Independent: Yugoslavia may allow war crimes tribunal to move into Belgrade By Misha Savic
6 November 2000
Yugoslavia could patch up diplomatic relations with the United States and major European powers in a week or two and start cooperating with the U.N. War Crimes tribunal, the country's new foreign minister said Sunday.
"It's only normal that we have close cooperation with the United States, with Russia," Foreign Minister Goran Svilanovic told Beta news agency, one day after the new government was inaugurated.
Svilanovic, an ally of Yugoslavia's new President Vojislav Kostunica, also said relations could be restored within the next couple of weeks with countries who severed ties last year during NATO's air campaign, including the United States, Germany and Great Britain.
Following the ouster of Slobodan Milosevic, Kostunica has been struggling to end a decade of Yugoslavia's international isolation.
Svilanovic became the foreign minister in a parliamentary vote late Saturday when the country's first non–communist government in more than half a century, was sworn in. Kostunica's Serbia–based, 18–party DOS alliance and the Montenegro–based Socialist People's party make up the new Cabinet.
Restoring relations with Western countries, as well as speeding up privatisation and carrying out reforms by European Union standards, are also goals of the country's new Prime Minister Zoran Zizic. He also pledged to respect international obligations, such as peace deals for Bosnia and Kosovo, signed by Milosevic.
Milosevic and three of his associates were indicted by the U.N. war crimes tribunal at The Hague for alleged atrocities committed in Kosovo.
While both Kostunica and Zizic have expressed skepticism about the court's impartiality and ruled out immediate extraditions of the suspects, Svilanovic said the country must take responsibility for war crimes.
"We cannot and must not avoid to face the consequences of the war," he said. "We need to do everything to reveal to our public everything that was done, whether in the name of alleged Serb national interest or against Serbs."

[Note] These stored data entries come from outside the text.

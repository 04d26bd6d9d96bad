use super::label_setting::LabelSettingSearch;
use super::search::{SearchStatistics, Solution, SolverParameters};
use crate::error::EspprcError;
use crate::graph::{NodeId, ResourceGraph};
use crate::label::Value;
use crate::monitor::{LogMonitor, NoOpMonitor, SearchMonitor};
use crate::preprocess::{check_endpoints, check_zero_resource_cycles, reduce, ResourceBounds};
use crate::timer::Timer;
use crate::visit_once::VisitOnceSet;
use itertools::Itertools;
use petgraph::graph::NodeIndex;

/// Solver for the elementary shortest path problem with resource constraints.
///
/// The graph is reduced and the least-resource bounds are computed once in [`Espprc::new`].
/// Each solve then runs label-setting searches, adding the most repeated node of a
/// non-elementary result to the visit-once set, until the returned path is elementary.
///
/// # Examples
///
/// ```
/// use espprc::prelude::*;
///
/// let mut graph = ResourceGraph::new(1);
/// graph.add_edge("A", "B", 1, vec![1]).unwrap();
/// graph.add_edge("B", "C", 1, vec![1]).unwrap();
/// graph.add_edge("A", "C", 5, vec![1]).unwrap();
/// graph.add_edge("C", "D", 1, vec![1]).unwrap();
///
/// let parameters = SolverParameters {
///     quiet: true,
///     ..Default::default()
/// };
/// let mut solver = Espprc::new(&graph, &"A", &"D", &[10], parameters).unwrap();
///
/// let solution = solver.solve().unwrap();
/// assert_eq!(solution.path, vec!["A", "B", "C", "D"]);
/// assert_eq!(solution.cost(), 3);
///
/// // Costs can change between solves, e.g., with new duals in column generation.
/// assert!(solver.set_weight(&"B", &"C", 10));
/// let solution = solver.solve().unwrap();
/// assert_eq!(solution.path, vec!["A", "C", "D"]);
/// assert_eq!(solution.cost(), 6);
/// ```
pub struct Espprc<N, T> {
    graph: ResourceGraph<N, T>,
    bounds: ResourceBounds<T>,
    source: NodeIndex,
    target: NodeIndex,
    max_res: Vec<T>,
    parameters: SolverParameters,
}

impl<N, T> Espprc<N, T>
where
    N: NodeId,
    T: Value,
{
    /// Preprocesses `graph` for paths from `source` to `target` within `max_res`.
    ///
    /// Fails with `ZeroResourceCycle` if the reduced graph has a cycle of arcs that consume
    /// no resource, since the label-setting search would not terminate on it.
    pub fn new(
        graph: &ResourceGraph<N, T>,
        source: &N,
        target: &N,
        max_res: &[T],
        parameters: SolverParameters,
    ) -> Result<Self, EspprcError> {
        let graph = reduce(graph, source, target, max_res)?;
        check_zero_resource_cycles(&graph)?;
        let bounds = ResourceBounds::build(&graph);
        let (source, target) = check_endpoints(&graph, source, target)?;

        Ok(Self {
            graph,
            bounds,
            source,
            target,
            max_res: max_res.to_vec(),
            parameters,
        })
    }

    /// Returns the reduced graph.
    pub fn get_graph(&self) -> &ResourceGraph<N, T> {
        &self.graph
    }

    /// Returns the least-resource bounds of the reduced graph.
    pub fn get_bounds(&self) -> &ResourceBounds<T> {
        &self.bounds
    }

    /// Sets the cost of the edges from `from` to `to`.
    ///
    /// Returns `false` if there is no such edge in the reduced graph,
    /// either because it was never added or because the reduction removed it.
    pub fn set_weight(&mut self, from: &N, to: &N, weight: T) -> bool {
        self.graph.set_weight(from, to, weight).is_ok()
    }

    /// Solves the problem, printing progress unless `quiet` is set.
    pub fn solve(&self) -> Result<Solution<N, T>, EspprcError> {
        if self.parameters.quiet {
            self.solve_with_monitor(&mut NoOpMonitor)
        } else {
            self.solve_with_monitor(&mut LogMonitor::new(self.parameters.verbose))
        }
    }

    /// Solves the problem, reporting events to `monitor`.
    pub fn solve_with_monitor(
        &self,
        monitor: &mut impl SearchMonitor<N, T>,
    ) -> Result<Solution<N, T>, EspprcError> {
        let timer = self
            .parameters
            .time_limit
            .map(Timer::with_time_limit)
            .unwrap_or_default();
        let limit = self
            .parameters
            .max_iterations
            .unwrap_or(self.graph.node_count() + 1);
        let mut visit_once = VisitOnceSet::default();
        let mut relaxation_costs = Vec::new();
        let mut statistics = SearchStatistics::default();

        monitor.on_enter_search(&self.graph);

        for iteration in 1..=limit {
            if timer.check_time_limit() {
                return Err(EspprcError::TimeLimitReached {
                    iterations: iteration - 1,
                });
            }

            monitor.on_iteration_start(iteration, visit_once.len());

            let outcome = LabelSettingSearch::new(
                &self.graph,
                &self.bounds,
                &visit_once,
                self.source,
                self.target,
                &self.max_res,
            )
            .with_registry_capacity(self.parameters.initial_registry_capacity)
            .search(monitor)?;

            statistics += outcome.statistics;
            relaxation_costs.push(outcome.label.cost);

            let path = self.to_node_ids(&outcome.path);
            monitor.on_relaxation_solved(iteration, &path, &outcome.label);

            let (node, multiplicity) = self.most_repeated_node(&outcome.path);

            if multiplicity <= 1 {
                let solution = Solution {
                    path,
                    label: outcome.label,
                    visit_once: self.to_node_ids(visit_once.nodes()),
                    iterations: iteration,
                    relaxation_costs,
                    statistics,
                    time: timer.get_elapsed_time(),
                };
                monitor.on_exit_search(&solution);

                return Ok(solution);
            }

            if !visit_once.push(node) {
                return Err(EspprcError::AugmentationStalled {
                    node: format!("{:?}", self.graph.node_id(node)),
                });
            }

            monitor.on_node_promoted(self.graph.node_id(node), multiplicity);
        }

        Err(EspprcError::IterationLimit { limit })
    }

    /// Returns the node visited most often on `path` with its multiplicity.
    ///
    /// Ties are broken by the smallest node identifier.
    fn most_repeated_node(&self, path: &[NodeIndex]) -> (NodeIndex, usize) {
        path.iter()
            .copied()
            .counts()
            .into_iter()
            .max_by(|(a, a_count), (b, b_count)| {
                a_count
                    .cmp(b_count)
                    .then_with(|| self.graph.node_id(*b).cmp(self.graph.node_id(*a)))
            })
            .unwrap_or((self.source, 0))
    }

    fn to_node_ids(&self, path: &[NodeIndex]) -> Vec<N> {
        path.iter()
            .map(|&index| self.graph.node_id(index).clone())
            .collect()
    }
}

/// Solves the elementary shortest path problem with resource constraints.
///
/// Shorthand for [`Espprc::new`] followed by [`Espprc::solve`].
///
/// # Examples
///
/// ```
/// use espprc::prelude::*;
///
/// let mut graph = ResourceGraph::new(2);
/// graph.add_edge(0, 1, 2.0, vec![1.0, 0.5]).unwrap();
/// graph.add_edge(1, 2, -1.0, vec![1.0, 0.5]).unwrap();
/// graph.add_edge(0, 2, 0.5, vec![3.0, 0.0]).unwrap();
///
/// let parameters = SolverParameters {
///     quiet: true,
///     ..Default::default()
/// };
/// let solution = espprc::solve(&graph, &0, &2, &[2.0, 2.0], parameters).unwrap();
/// assert_eq!(solution.path, vec![0, 1, 2]);
/// assert_eq!(solution.resources(2), &[2.0, 1.0]);
/// ```
pub fn solve<N, T>(
    graph: &ResourceGraph<N, T>,
    source: &N,
    target: &N,
    max_res: &[T],
    parameters: SolverParameters,
) -> Result<Solution<N, T>, EspprcError>
where
    N: NodeId,
    T: Value,
{
    Espprc::new(graph, source, target, max_res, parameters)?.solve()
}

He suggested the tribunal could reopen an office in Belgrade to help war crimes investigators in gathering evidence, as well as the formation of a truth commission for Kosovo, similar to the one in South Africa.
In addition he said Yugoslav embassies will get new personnel, including ambassadors in key places, such as the U.N. headquarters in New York and Moscow, where Milosevic's brother Borislav has held the post.

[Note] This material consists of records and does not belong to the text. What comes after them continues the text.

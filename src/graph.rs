use crate::error::EspprcError;
use crate::label::Value;
use petgraph::graph::{DiGraph, EdgeIndex, NodeIndex};
use petgraph::visit::EdgeRef;
use rustc_hash::FxHashMap;
use smallvec::SmallVec;
use std::fmt::Debug;
use std::hash::Hash;

/// Trait for node identifiers.
///
/// Identifiers are opaque to the solver. `Ord` is only used to break ties deterministically.
pub trait NodeId: Clone + Eq + Hash + Ord + Debug {}

impl<N> NodeId for N where N: Clone + Eq + Hash + Ord + Debug {}

/// Data attached to an edge: its cost and its resource consumption.
#[derive(Clone, Debug, PartialEq)]
pub struct Edge<T> {
    /// Cost of traversing the edge.
    pub weight: T,
    /// Consumption of each resource, of length `n_res`.
    pub res_cost: Vec<T>,
}

/// Directed graph whose edges carry a cost and a resource consumption vector.
///
/// # Examples
///
/// ```
/// use espprc::ResourceGraph;
///
/// let mut graph = ResourceGraph::new(1);
/// graph.add_edge("A", "B", 1, vec![1]).unwrap();
/// graph.add_edge("B", "C", 2, vec![3]).unwrap();
///
/// assert_eq!(graph.node_count(), 3);
/// assert_eq!(graph.edge_count(), 2);
/// assert!(graph.contains_edge(&"A", &"B"));
/// assert!(!graph.contains_edge(&"B", &"A"));
/// assert!(graph.add_edge("C", "A", 1, vec![1, 2]).is_err());
/// ```
#[derive(Clone, Debug)]
pub struct ResourceGraph<N, T> {
    graph: DiGraph<N, Edge<T>>,
    indices: FxHashMap<N, NodeIndex>,
    n_res: usize,
}

impl<N, T> ResourceGraph<N, T> {
    /// Returns the number of resources.
    #[inline]
    pub fn n_res(&self) -> usize {
        self.n_res
    }

    #[inline]
    pub fn node_count(&self) -> usize {
        self.graph.node_count()
    }

    #[inline]
    pub fn edge_count(&self) -> usize {
        self.graph.edge_count()
    }

    /// Returns the identifier of the node at `index`.
    ///
    /// # Panics
    ///
    /// Panics if `index` is not a node of this graph.
    #[inline]
    pub fn node_id(&self, index: NodeIndex) -> &N {
        &self.graph[index]
    }

    /// Returns the identifiers of all nodes in index order.
    pub fn nodes(&self) -> impl Iterator<Item = &N> {
        self.graph.node_weights()
    }

    /// Returns the underlying `petgraph` graph.
    #[inline]
    pub fn inner(&self) -> &DiGraph<N, Edge<T>> {
        &self.graph
    }
}

impl<N, T> ResourceGraph<N, T>
where
    N: NodeId,
    T: Value,
{
    /// Creates an empty graph with `n_res` resources.
    pub fn new(n_res: usize) -> Self {
        Self {
            graph: DiGraph::new(),
            indices: FxHashMap::default(),
            n_res,
        }
    }

    /// Creates an empty graph with preallocated space for nodes and edges.
    pub fn with_capacity(n_res: usize, nodes: usize, edges: usize) -> Self {
        Self {
            graph: DiGraph::with_capacity(nodes, edges),
            indices: FxHashMap::with_capacity_and_hasher(nodes, Default::default()),
            n_res,
        }
    }

    pub(crate) fn from_graph(graph: DiGraph<N, Edge<T>>, n_res: usize) -> Self {
        let indices = graph
            .node_indices()
            .map(|index| (graph[index].clone(), index))
            .collect();

        Self {
            graph,
            indices,
            n_res,
        }
    }

    /// Adds a node and returns its index. Adding an existing node returns the existing index.
    pub fn add_node(&mut self, node: N) -> NodeIndex {
        if let Some(&index) = self.indices.get(&node) {
            return index;
        }

        let index = self.graph.add_node(node.clone());
        self.indices.insert(node, index);

        index
    }

    /// Adds an edge, adding its endpoints if they are not in the graph yet.
    ///
    /// Parallel edges are kept as separate arcs rather than replacing each other, and the search
    /// may use any of them. A solution path lists nodes only, so it does not tell which of
    /// several parallel arcs was taken; compare its cost and resources to find out.
    ///
    /// Fails if `res_cost` does not have `n_res` entries or if one of them is negative.
    pub fn add_edge(
        &mut self,
        from: N,
        to: N,
        weight: T,
        res_cost: Vec<T>,
    ) -> Result<EdgeIndex, EspprcError> {
        if res_cost.len() != self.n_res {
            return Err(EspprcError::DimensionMismatch {
                expected: self.n_res,
                found: res_cost.len(),
            });
        }

        if let Some(index) = res_cost.iter().position(|&r| r < T::zero()) {
            return Err(EspprcError::NegativeResource { index });
        }

        let from = self.add_node(from);
        let to = self.add_node(to);

        Ok(self.graph.add_edge(from, to, Edge { weight, res_cost }))
    }

    /// Sets the cost of every edge from `from` to `to`.
    pub fn set_weight(&mut self, from: &N, to: &N, weight: T) -> Result<(), EspprcError> {
        let a = self.require(from)?;
        let b = self.require(to)?;
        let edges = self
            .graph
            .edges_connecting(a, b)
            .map(|edge| edge.id())
            .collect::<SmallVec<[EdgeIndex; 1]>>();

        if edges.is_empty() {
            return Err(EspprcError::UnknownArc {
                from: format!("{from:?}"),
                to: format!("{to:?}"),
            });
        }

        for edge in edges {
            self.graph[edge].weight = weight;
        }

        Ok(())
    }

    /// Returns the index of a node.
    #[inline]
    pub fn index_of(&self, node: &N) -> Option<NodeIndex> {
        self.indices.get(node).copied()
    }

    /// Returns the index of a node or an unknown-node error.
    pub fn require(&self, node: &N) -> Result<NodeIndex, EspprcError> {
        self.index_of(node).ok_or_else(|| EspprcError::UnknownNode {
            node: format!("{node:?}"),
        })
    }

    pub fn contains_edge(&self, from: &N, to: &N) -> bool {
        match (self.index_of(from), self.index_of(to)) {
            (Some(a), Some(b)) => self.graph.contains_edge(a, b),
            _ => false,
        }
    }
}

#[cfg(test)]
mod tests {
    use super::*;

    #[test]
    fn test_add_node_is_idempotent() {
        let mut graph = ResourceGraph::<_, i32>::new(1);
        let a = graph.add_node('a');
        let b = graph.add_node('b');
        assert_ne!(a, b);
        assert_eq!(graph.add_node('a'), a);
        assert_eq!(graph.node_count(), 2);
        assert_eq!(graph.index_of(&'b'), Some(b));
        assert_eq!(graph.node_id(b), &'b');
    }

    #[test]
    fn test_add_edge_dimension_mismatch() {
        let mut graph = ResourceGraph::new(2);
        let result = graph.add_edge('a', 'b', 1, vec![1]);
        assert_eq!(
            result,
            Err(EspprcError::DimensionMismatch {
                expected: 2,
                found: 1
            })
        );
        assert_eq!(graph.edge_count(), 0);
    }

    #[test]
    fn test_add_edge_negative_resource() {
        let mut graph = ResourceGraph::new(2);
        let result = graph.add_edge('a', 'b', 1, vec![0, -1]);
        assert_eq!(result, Err(EspprcError::NegativeResource { index: 1 }));
    }

    #[test]
    fn test_negative_weight_is_allowed() {
        let mut graph = ResourceGraph::new(1);
        assert!(graph.add_edge('a', 'b', -10, vec![1]).is_ok());
    }

    #[test]
    fn test_set_weight() {
        let mut graph = ResourceGraph::new(1);
        let edge = graph.add_edge('a', 'b', 1, vec![1]).unwrap();
        graph.set_weight(&'a', &'b', 7).unwrap();
        assert_eq!(graph.inner()[edge].weight, 7);
    }

    #[test]
    fn test_set_weight_unknown() {
        let mut graph = ResourceGraph::new(1);
        graph.add_edge('a', 'b', 1, vec![1]).unwrap();
        assert_eq!(
            graph.set_weight(&'b', &'a', 7),
            Err(EspprcError::UnknownArc {
                from: String::from("'b'"),
                to: String::from("'a'")
            })
        );
        assert_eq!(
            graph.set_weight(&'a', &'z', 7),
            Err(EspprcError::UnknownNode {
                node: String::from("'z'")
            })
        );
    }

    #[test]
    fn test_from_graph_rebuilds_indices() {
        let mut graph = ResourceGraph::new(1);
        graph.add_edge('a', 'b', 1, vec![1]).unwrap();
        graph.add_edge('b', 'c', 1, vec![1]).unwrap();

        let filtered = graph.inner().filter_map(
            |_, &node| (node != 'b').then_some(node),
            |_, edge| Some(edge.clone()),
        );
        let reduced = ResourceGraph::from_graph(filtered, 1);

        assert_eq!(reduced.node_count(), 2);
        assert_eq!(reduced.edge_count(), 0);
        assert!(reduced.index_of(&'a').is_some());
        assert!(reduced.index_of(&'b').is_none());
        assert_eq!(reduced.node_id(reduced.index_of(&'c').unwrap()), &'c');
    }

    #[test]
    fn test_parallel_edges_are_kept() {
        let mut graph = ResourceGraph::new(1);
        let first = graph.add_edge('a', 'b', 5, vec![1]).unwrap();
        let second = graph.add_edge('a', 'b', 1, vec![3]).unwrap();
        assert_ne!(first, second);
        assert_eq!(graph.edge_count(), 2);
        assert_eq!(graph.inner()[first].res_cost, vec![1]);
        assert_eq!(graph.inner()[second].res_cost, vec![3]);

        graph.set_weight(&'a', &'b', 2).unwrap();
        assert_eq!(graph.inner()[first].weight, 2);
        assert_eq!(graph.inner()[second].weight, 2);
    }
}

Shortly after its inauguration late Saturday, the Cabinet held its first meeting in the early hours Sunday. Vice prime minister Miroljub Labus said ministers were busy "formulating economic policy and defining budgets for the next year."
Svilanovic also announced efforts toward full diplomatic relations with the former Yugoslav republics, especially with Slovenia and Bosnia–Herzegovina, that seceded from the former Yugoslavia in the early 1990s.

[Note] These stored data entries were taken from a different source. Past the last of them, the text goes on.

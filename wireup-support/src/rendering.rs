//! Text rendering utilities for human-friendly error messages.
//!
//! Provides helpers to format dependency chains, shorten type names,
//! and generate "did you mean?" suggestions in error output.

use std::fmt;

/// Renders a dependency chain as a readable string.
///
/// # Examples
/// ```
/// use wireup_support::rendering::render_chain;
///
/// let chain = vec!["UserService", "UserRepo", "Database", "UserService"];
/// let rendered = render_chain(&chain);
/// assert_eq!(rendered, "UserService → UserRepo → Database → UserService");
/// ```
pub fn render_chain<T: fmt::Display>(chain: &[T]) -> String {
    let mut rendered = String::new();
    for (i, entry) in chain.iter().enumerate() {
        if i > 0 {
            rendered.push_str(" → ");
        }
        rendered.push_str(&entry.to_string());
    }
    rendered
}

/// Shortens a fully qualified type name for display.
///
/// ```
/// use wireup_support::rendering::shorten_type_name;
///
/// let short = shorten_type_name("my_app::services::user::UserService");
/// assert_eq!(short, "UserService");
///
/// let short = shorten_type_name("alloc::sync::Arc<dyn my_app::traits::Logger>");
/// assert_eq!(short, "Arc<dyn Logger>");
/// ```
pub fn shorten_type_name(full_name: &str) -> String {
    // Take the last segment of every path component, keeping generic
    // punctuation intact: "a::b::C<x::Y>" → "C<Y>".
    let mut result = String::with_capacity(full_name.len());
    let mut segment = String::new();
    let mut chars = full_name.chars().peekable();

    while let Some(ch) = chars.next() {
        match ch {
            ':' if chars.peek() == Some(&':') => {
                chars.next();
                segment.clear();
            }
            '<' | '>' | ',' | ' ' | '(' | ')' | '[' | ']' => {
                result.push_str(&segment);
                result.push(ch);
                segment.clear();
            }
            _ => segment.push(ch),
        }
    }

    result.push_str(&segment);
    result
}

/// Generates "did you mean?" suggestions for a requested type name.
///
/// Scores the available names against the requested one and returns up
/// to `max_suggestions` matches, best first.
pub fn suggest_similar(
    requested: &str,
    available: &[&str],
    max_suggestions: usize,
) -> Vec<String> {
    let requested_lower = requested.to_lowercase();
    let requested_short = shorten_type_name(requested).to_lowercase();

    let mut scored: Vec<(&str, usize)> = available
        .iter()
        .filter_map(|&name| score_candidate(name, &requested_lower, &requested_short).map(|s| (name, s)))
        .collect();

    scored.sort_by(|a, b| b.1.cmp(&a.1));
    scored
        .into_iter()
        .take(max_suggestions)
        .map(|(name, _)| name.to_string())
        .collect()
}

fn score_candidate(name: &str, requested_lower: &str, requested_short: &str) -> Option<usize> {
    let name_lower = name.to_lowercase();

    // Full-path substring match
    if name_lower.contains(requested_lower) || requested_lower.contains(&name_lower) {
        return Some(100);
    }

    let name_short = shorten_type_name(name).to_lowercase();

    // Short-name substring match
    if name_short.contains(requested_short) || requested_short.contains(&name_short) {
        return Some(80);
    }

    // Common prefix of the short names
    let common = name_short
        .chars()
        .zip(requested_short.chars())
        .take_while(|(a, b)| a == b)
        .count();

    if common >= 3 { Some(common * 10) } else { None }
}

#[cfg(test)]
mod tests {
    use super::*;

    #[test]
    fn render_simple_chain() {
        let chain = vec!["A", "B", "C", "A"];
        assert_eq!(render_chain(&chain), "A → B → C → A");
    }

    #[test]
    fn render_single_element_chain() {
        let chain = vec!["A"];
        assert_eq!(render_chain(&chain), "A");
    }

    #[test]
    fn render_empty_chain() {
        let chain: Vec<&str> = vec![];
        assert_eq!(render_chain(&chain), "");
    }

    #[test]
    fn render_display_values() {
        let chain = vec![1, 2, 3];
        assert_eq!(render_chain(&chain), "1 → 2 → 3");
    }

    #[test]
    fn shorten_simple_path() {
        assert_eq!(
            shorten_type_name("my_app::services::UserService"),
            "UserService"
        );
    }

    #[test]
    fn shorten_with_generics() {
        assert_eq!(
            shorten_type_name("alloc::sync::Arc<dyn my_app::traits::Logger>"),
            "Arc<dyn Logger>"
        );
    }

    #[test]
    fn shorten_tuple() {
        assert_eq!(
            shorten_type_name("(alloc::string::String, core::option::Option<u8>)"),
            "(String, Option<u8>)"
        );
    }

    #[test]
    fn shorten_no_path() {
        assert_eq!(shorten_type_name("String"), "String");
    }

    #[test]
    fn suggest_similar_types() {
        let available = vec![
            "my_app::UserService",
            "my_app::UserRepository",
            "my_app::Logger",
            "my_app::Database",
        ];

        let suggestions = suggest_similar("UserServise", &available, 3);
        assert!(!suggestions.is_empty());
        assert!(suggestions[0].contains("UserService"));
    }

    #[test]
    fn suggest_no_match() {
        let available = vec!["my_app::Database"];
        let suggestions = suggest_similar("XyzQwv", &available, 3);
        assert!(suggestions.is_empty());
    }

    #[test]
    fn suggest_respects_limit() {
        let available = vec![
            "my_app::UserService",
            "my_app::UserServiceFactory",
            "my_app::UserServiceProxy",
        ];
        let suggestions = suggest_similar("UserService", &available, 2);
        assert_eq!(suggestions.len(), 2);
    }
}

The new Cabinet also said it would try "harmonise" relations internally, between Serbia and Montenegro, Yugoslavia's two remaining republics which each have their own government.
Montenegro's government is controlled by pro–independence parties which boycotted the recent federal elections, demanding constitutional changes to make the federation a loose union of virtually sovereign Serbia and Montenegro.
The ruling parties in Montenegro severed most ties with the central government in Belgrade by 1998, protesting against Milosevic's autocratic rule. They have now praised Kostunica's democratic credentials, but reiterated Sunday that they intend to ignore decisions made by the federal government.
Independent: Reformists cement hold on Yugoslavian cabinet By Vesna Peric Zimonjic in Belgrade
6 November 2000
For the first time in 55 years, Yugoslavia has a non-communist dominated government, strengthening the reformist administration of President Vojislav Kostunica.
The formation on Saturday night of the new 16-member cabinet cemented the electoral victory of the Democratic Opposition of Serbia (DOS) political coalition, whose sympathisers took to the streets last month to force Slobodan Milosevic to admit his defeat in the country's presidential elections.
DOS now holds nine of the 16 portfolios in the new cabinet, including the key ministries of economics, foreign affairs and the interior. The seven other portfolios, including that of prime minister, are held by the Montenegrin Socialist People's Party (SNP), once a staunch Milosevic ally. The new Yugoslav Prime Minister is Zoran Zizic, 47, who promised to keep following the reformist programme of DOS, "in whom the people put their trust" in the September elections.
The post of Deputy Prime Minister went to Miroljub Labus, 53, an economist who has worked in the United States. He belongs to the think-tank responsible for drawing up the DOS economic programme. The new Foreign Minister Goran Svilanovic, 37, is a long-time human rights activist, a lawyer by education. He attended last week's ceremony in New York where federal Yugoslavia was readmitted to the United Nations.
Mr Svilanovic told reporters that he expected relations with four big Western powers – the United States, France, Britain and Germany – to be re-established in coming days. The Milosevic government cut all diplomatic ties at the start of the Nato air campaign in March 1999.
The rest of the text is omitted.